[Stored items]
=-=-=

//! Token claims.
//!
//! A token carries exactly one of two claim shapes. They are modelled as a
//! tagged union so that the `kind` field, not the presence of optional
//! fields, decides what a token is:
//!
//! ```json
//! {"kind": "participant", "participantId": 2, "username": "bob",
//!  "role": "member", "roomId": "a1b2c3d4e5f6", "exp": 1700000000}
//! {"kind": "invite", "roomId": "a1b2c3d4e5f6", "secret": "…", "exp": 1700000000}
//! ```

use std::time::Duration;

use chrono::Utc;
use huddle_protocol::{ParticipantId, Role, RoomId};
use serde::{Deserialize, Serialize};

use crate::SessionError;

// ---------------------------------------------------------------------------
// Time helpers
// ---------------------------------------------------------------------------

/// Current wall-clock time in unix seconds.
pub fn unix_now() -> i64 {
    Utc::now().timestamp()
}

/// The unix timestamp `ttl` from now, saturating on overflow.
pub fn expiry_after(ttl: Duration) -> i64 {
    let secs = i64::try_from(ttl.as_secs()).unwrap_or(i64::MAX);
    unix_now().saturating_add(secs)
}

// ---------------------------------------------------------------------------
// Expiring
// ---------------------------------------------------------------------------

/// Anything that carries an absolute expiry in unix seconds.
pub trait Expiring {
    /// The `exp` claim.
    fn expires_at(&self) -> i64;

    /// Whether the claims have expired at `now` (unix seconds).
    fn is_expired_at(&self, now: i64) -> bool {
        self.expires_at() < now
    }
}

// ---------------------------------------------------------------------------
// Claim shapes
// ---------------------------------------------------------------------------

/// Identifies one participant of one room.
#[derive(Debug, Clone, PartialEq, Eq, Serialize, Deserialize)]
#[serde(rename_all = "camelCase")]
pub struct ParticipantClaims {
    pub participant_id: ParticipantId,
    pub username: String,
    pub role: Role,
    pub room_id: RoomId,
    pub exp: i64,
}

impl ParticipantClaims {
    /// Builds claims that expire `ttl` from now.
    pub fn new(
        participant_id: ParticipantId,
        username: impl Into<String>,
        role: Role,
        room_id: RoomId,
        ttl: Duration,
    ) -> Self {
        Self {
            participant_id,
            username: username.into(),
            role,
            room_id,
            exp: expiry_after(ttl),
        }
    }
}

/// Grants the bearer the right to join one room.
#[derive(Debug, Clone, PartialEq, Eq, Serialize, Deserialize)]
#[serde(rename_all = "camelCase")]
pub struct InviteClaims {
    pub room_id: RoomId,
    pub secret: String,
    pub exp: i64,
}

impl Expiring for ParticipantClaims {
    fn expires_at(&self) -> i64 {
        self.exp
    }
}

impl Expiring for InviteClaims {
    fn expires_at(&self) -> i64 {
        self.exp
    }
}

// ---------------------------------------------------------------------------
// Claims union
// ---------------------------------------------------------------------------

/// The payload of any token this crate issues.
#[derive(Debug, Clone, PartialEq, Eq, Serialize, Deserialize)]
#[serde(tag = "kind", rename_all = "lowercase")]
pub enum Claims {
    Participant(ParticipantClaims),
    Invite(InviteClaims),
}

impl Claims {
    /// Short name of the variant, used in errors and logs.
    pub fn kind(&self) -> &'static str {
        match self {
            Claims::Participant(_) => "participant",
            Claims::Invite(_) => "invite",
        }
    }
}

impl Expiring for Claims {
    fn expires_at(&self) -> i64 {
        match self {
            Claims::Participant(c) => c.exp,
            Claims::Invite(c) => c.exp,
        }
    }
}

impl From<ParticipantClaims> for Claims {
    fn from(claims: ParticipantClaims) -> Self {
        Claims::Participant(claims)
    }
}

impl From<InviteClaims> for Claims {
    fn from(claims: InviteClaims) -> Self {
        Claims::Invite(claims)
    }
}

impl TryFrom<Claims> for ParticipantClaims {
    type Error = SessionError;

    fn try_from(claims: Claims) -> Result<Self, Self::Error> {
        match claims {
            Claims::Participant(c) => Ok(c),
            other => Err(SessionError::WrongKind {
                expected: "participant",
                found: other.kind(),
            }),
        }
    }
}

impl TryFrom<Claims> for InviteClaims {
    type Error = SessionError;

    fn try_from(claims: Claims) -> Result<Self, Self::Error> {
        match claims {
            Claims::Invite(c) => Ok(c),
            other => Err(SessionError::WrongKind {
                expected: "invite",
                found: other.kind(),
            }),
        }
    }
}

=-=-=

**ABOUT THIS EXERCISE:** Once more, write out the records exactly as they are.

**ANSWER SPACE:**
//! Token claims.
//!
//! A token carries exactly one of two claim shapes. They are modelled as a
//! tagged union so that the `kind` field, not the presence of optional
//! fields, decides what a token is:
//!
//! ```json
//! {"kind": "participant", "participantId": 2, "username": "bob",
//!  "role": "member", "roomId": "a1b2c3d4e5f6", "exp": 1700000000}
//! {"kind": "invite", "roomId": "a1b2c3d4e5f6", "secret": "…", "exp": 1700000000}
//! ```

use std::time::Duration;

use chrono::Utc;
use huddle_protocol::{ParticipantId, Role, RoomId};
use serde::{Deserialize, Serialize};

use crate::SessionError;

// ---------------------------------------------------------------------------
// Time helpers
// ---------------------------------------------------------------------------

/// Current wall-clock time in unix seconds.
pub fn unix_now() -> i64 {
    Utc::now().timestamp()
}

/// The unix timestamp `ttl` from now, saturating on overflow.
pub fn expiry_after(ttl: Duration) -> i64 {
    let secs = i64::try_from(ttl.as_secs()).unwrap_or(i64::MAX);
    unix_now().saturating_add(secs)
}

// ---------------------------------------------------------------------------
// Expiring
// ---------------------------------------------------------------------------

/// Anything that carries an absolute expiry in unix seconds.
pub trait Expiring {
    /// The `exp` claim.
    fn expires_at(&self) -> i64;

    /// Whether the claims have expired at `now` (unix seconds).
    fn is_expired_at(&self, now: i64) -> bool {
        self.expires_at() < now
    }
}

// ---------------------------------------------------------------------------
// Claim shapes
// ---------------------------------------------------------------------------

/// Identifies one participant of one room.
#[derive(Debug, Clone, PartialEq, Eq, Serialize, Deserialize)]
#[serde(rename_all = "camelCase")]
pub struct ParticipantClaims {
    pub participant_id: ParticipantId,
    pub username: String,
    pub role: Role,
    pub room_id: RoomId,
    pub exp: i64,
}

impl ParticipantClaims {
    /// Builds claims that expire `ttl` from now.
    pub fn new(
        participant_id: ParticipantId,
        username: impl Into<String>,
        role: Role,
        room_id: RoomId,
        ttl: Duration,
    ) -> Self {
        Self {
            participant_id,
            username: username.into(),
            role,
            room_id,
            exp: expiry_after(ttl),
        }
    }
}

/// Grants the bearer the right to join one room.
#[derive(Debug, Clone, PartialEq, Eq, Serialize, Deserialize)]
#[serde(rename_all = "camelCase")]
pub struct InviteClaims {
    pub room_id: RoomId,
    pub secret: String,
    pub exp: i64,
}

impl Expiring for ParticipantClaims {
    fn expires_at(&self) -> i64 {
        self.exp
    }
}

impl Expiring for InviteClaims {
    fn expires_at(&self) -> i64 {
        self.exp
    }
}

// ---------------------------------------------------------------------------
// Claims union
// ---------------------------------------------------------------------------

/// The payload of any token this crate issues.
#[derive(Debug, Clone, PartialEq, Eq, Serialize, Deserialize)]
#[serde(tag = "kind", rename_all = "lowercase")]
pub enum Claims {
    Participant(ParticipantClaims),
    Invite(InviteClaims),
}

impl Claims {
    /// Short name of the variant, used in errors and logs.
    pub fn kind(&self) -> &'static str {
        match self {
            Claims::Participant(_) => "participant",
            Claims::Invite(_) => "invite",
        }
    }
}

impl Expiring for Claims {
    fn expires_at(&self) -> i64 {
        match self {
            Claims::Participant(c) => c.exp,
            Claims::Invite(c) => c.exp,
        }
    }
}

impl From<ParticipantClaims> for Claims {
    fn from(claims: ParticipantClaims) -> Self {
        Claims::Participant(claims)
    }
}

impl From<InviteClaims> for Claims {
    fn from(claims: InviteClaims) -> Self {
        Claims::Invite(claims)
    }
}

impl TryFrom<Claims> for ParticipantClaims {
    type Error = SessionError;

    fn try_from(claims: Claims) -> Result<Self, Self::Error> {
        match claims {
            Claims::Participant(c) => Ok(c),
            other => Err(SessionError::WrongKind {
                expected: "participant",
                found: other.kind(),
            }),
        }
    }
}

impl TryFrom<Claims> for InviteClaims {
    type Error = SessionError;

    fn try_from(claims: Claims) -> Result<Self, Self::Error> {
        match claims {
            Claims::Invite(c) => Ok(c),
            other => Err(SessionError::WrongKind {
                expected: "invite",
                found: other.kind(),
            }),
        }
    }
}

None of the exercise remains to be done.